Required work —
Each line below is to be set down again exactly.

Extracted entries —

use crate::serde::{InvariantViolation, SchemaError, WriteLen};
use crate::types::{DbCompositeKey, DbEnumValue, DbKey, DbString, Deser, EnumVariants, Ser};
use anyhow::Result;


/// Who a cluster variable is visible to.
#[derive(PartialEq, Eq, Hash, Clone, Copy, Debug)]
pub enum ClusterVariableScope {
    Global,
    Tenant,
}
impl EnumVariants for ClusterVariableScope {
    const VARIANTS: &'static [Self] = &[Self::Global, Self::Tenant];
}

type ClusterVariableKeyLayout =
    DbCompositeKey<DbCompositeKey<DbEnumValue<ClusterVariableScope>, DbString>, DbString>;

/// Key of [`crate::types::ColumnFamily::ClusterVariables`]: `(scope, tenant, name)`.
///
/// All global variables sort before all tenant variables, and each tenant's variables are
/// contiguous, so both can be scanned by prefix.
///
/// A `Global` key never names a tenant and a `Tenant` key always does. Both are checked
/// on construction and on decoding.
#[derive(PartialEq, Eq, Clone, Debug)]
pub struct ClusterVariableKey {
    layout: ClusterVariableKeyLayout,
}

impl ClusterVariableKey {
    pub fn new(
        name: impl Into<DbString>,
        scope: ClusterVariableScope,
        tenant: impl Into<DbString>,
    ) -> Result<Self, InvariantViolation> {
        let name = name.into();
        let tenant = tenant.into();
        Self::validate(scope, &tenant)?;
        Ok(Self {
            layout: DbCompositeKey::new(DbCompositeKey::new(DbEnumValue(scope), tenant), name),
        })
    }

    pub fn global(name: impl Into<DbString>) -> Self {
        let layout = DbCompositeKey::new(
            DbCompositeKey::new(DbEnumValue(ClusterVariableScope::Global), DbString::default()),
            name.into(),
        );
        Self { layout }
    }

    pub fn for_tenant(
        name: impl Into<DbString>,
        tenant: impl Into<DbString>,
    ) -> Result<Self, InvariantViolation> {
        Self::new(name, ClusterVariableScope::Tenant, tenant)
    }

    fn validate(scope: ClusterVariableScope, tenant: &DbString) -> Result<(), InvariantViolation> {
        match scope {
            ClusterVariableScope::Global if !tenant.is_empty() => {
                Err(InvariantViolation::GlobalScopeWithTenant {
                    tenant: tenant.to_string(),
                })
            }
            ClusterVariableScope::Tenant if tenant.is_empty() => {
                Err(InvariantViolation::TenantScopeWithoutTenant)
            }
            _ => Ok(()),
        }
    }

    pub fn name(&self) -> &str {
        self.layout.second.as_str()
    }
    pub fn scope(&self) -> ClusterVariableScope {
        *self.layout.first.first
    }
    pub fn tenant(&self) -> &str {
        self.layout.first.second.as_str()
    }

    /// The leading components shared by every variable of `scope` and `tenant`,
    /// for prefix scans.
    pub fn scope_prefix(
        scope: ClusterVariableScope,
        tenant: impl Into<DbString>,
    ) -> Result<DbCompositeKey<DbEnumValue<ClusterVariableScope>, DbString>, InvariantViolation> {
        let tenant = tenant.into();
        Self::validate(scope, &tenant)?;
        Ok(DbCompositeKey::new(DbEnumValue(scope), tenant))
    }
}

impl Ser for ClusterVariableKey {
    fn ser_len(&self) -> usize {
        self.layout.ser_len()
    }
    fn ser(&self, buf: &mut [u8], offset: usize) -> Result<WriteLen> {
        self.layout.ser(buf, offset)
    }
}
impl Deser for ClusterVariableKey {
    fn deser(buf: &[u8], offset: usize, len: usize) -> Result<(usize, Self)> {
        let (r_len, layout) = ClusterVariableKeyLayout::deser(buf, offset, len)?;
        Self::validate(*layout.first.first, &layout.first.second)?;
        Ok((r_len, Self { layout }))
    }
    fn check_schema() -> Result<(), SchemaError> {
        ClusterVariableKeyLayout::check_schema()
    }
}
impl DbKey for ClusterVariableKey {}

Task output —
use crate::serde::{InvariantViolation, SchemaError, WriteLen};
use crate::types::{DbCompositeKey, DbEnumValue, DbKey, DbString, Deser, EnumVariants, Ser};
use anyhow::Result;


/// Who a cluster variable is visible to.
#[derive(PartialEq, Eq, Hash, Clone, Copy, Debug)]
pub enum ClusterVariableScope {
    Global,
    Tenant,
}
impl EnumVariants for ClusterVariableScope {
    const VARIANTS: &'static [Self] = &[Self::Global, Self::Tenant];
}

type ClusterVariableKeyLayout =
    DbCompositeKey<DbCompositeKey<DbEnumValue<ClusterVariableScope>, DbString>, DbString>;

/// Key of [`crate::types::ColumnFamily::ClusterVariables`]: `(scope, tenant, name)`.
///
/// All global variables sort before all tenant variables, and each tenant's variables are
/// contiguous, so both can be scanned by prefix.
///
/// A `Global` key never names a tenant and a `Tenant` key always does. Both are checked
/// on construction and on decoding.
#[derive(PartialEq, Eq, Clone, Debug)]
pub struct ClusterVariableKey {
    layout: ClusterVariableKeyLayout,
}

impl ClusterVariableKey {
    pub fn new(
        name: impl Into<DbString>,
        scope: ClusterVariableScope,
        tenant: impl Into<DbString>,
    ) -> Result<Self, InvariantViolation> {
        let name = name.into();
        let tenant = tenant.into();
        Self::validate(scope, &tenant)?;
        Ok(Self {
            layout: DbCompositeKey::new(DbCompositeKey::new(DbEnumValue(scope), tenant), name),
        })
    }

    pub fn global(name: impl Into<DbString>) -> Self {
        let layout = DbCompositeKey::new(
            DbCompositeKey::new(DbEnumValue(ClusterVariableScope::Global), DbString::default()),
            name.into(),
        );
        Self { layout }
    }

    pub fn for_tenant(
        name: impl Into<DbString>,
        tenant: impl Into<DbString>,
    ) -> Result<Self, InvariantViolation> {
        Self::new(name, ClusterVariableScope::Tenant, tenant)
    }

    fn validate(scope: ClusterVariableScope, tenant: &DbString) -> Result<(), InvariantViolation> {
        match scope {
            ClusterVariableScope::Global if !tenant.is_empty() => {
                Err(InvariantViolation::GlobalScopeWithTenant {
                    tenant: tenant.to_string(),
                })
            }
            ClusterVariableScope::Tenant if tenant.is_empty() => {
                Err(InvariantViolation::TenantScopeWithoutTenant)
            }
            _ => Ok(()),
        }
    }

    pub fn name(&self) -> &str {
        self.layout.second.as_str()
    }
    pub fn scope(&self) -> ClusterVariableScope {
        *self.layout.first.first
    }
    pub fn tenant(&self) -> &str {
        self.layout.first.second.as_str()
    }

    /// The leading components shared by every variable of `scope` and `tenant`,
    /// for prefix scans.
    pub fn scope_prefix(
        scope: ClusterVariableScope,
        tenant: impl Into<DbString>,
    ) -> Result<DbCompositeKey<DbEnumValue<ClusterVariableScope>, DbString>, InvariantViolation> {
        let tenant = tenant.into();
        Self::validate(scope, &tenant)?;
        Ok(DbCompositeKey::new(DbEnumValue(scope), tenant))
    }
}

impl Ser for ClusterVariableKey {
    fn ser_len(&self) -> usize {
        self.layout.ser_len()
    }
    fn ser(&self, buf: &mut [u8], offset: usize) -> Result<WriteLen> {
        self.layout.ser(buf, offset)
    }
}
impl Deser for ClusterVariableKey {
    fn deser(buf: &[u8], offset: usize, len: usize) -> Result<(usize, Self)> {
        let (r_len, layout) = ClusterVariableKeyLayout::deser(buf, offset, len)?;
        Self::validate(*layout.first.first, &layout.first.second)?;
        Ok((r_len, Self { layout }))
    }
    fn check_schema() -> Result<(), SchemaError> {
        ClusterVariableKeyLayout::check_schema()
    }
}
impl DbKey for ClusterVariableKey {}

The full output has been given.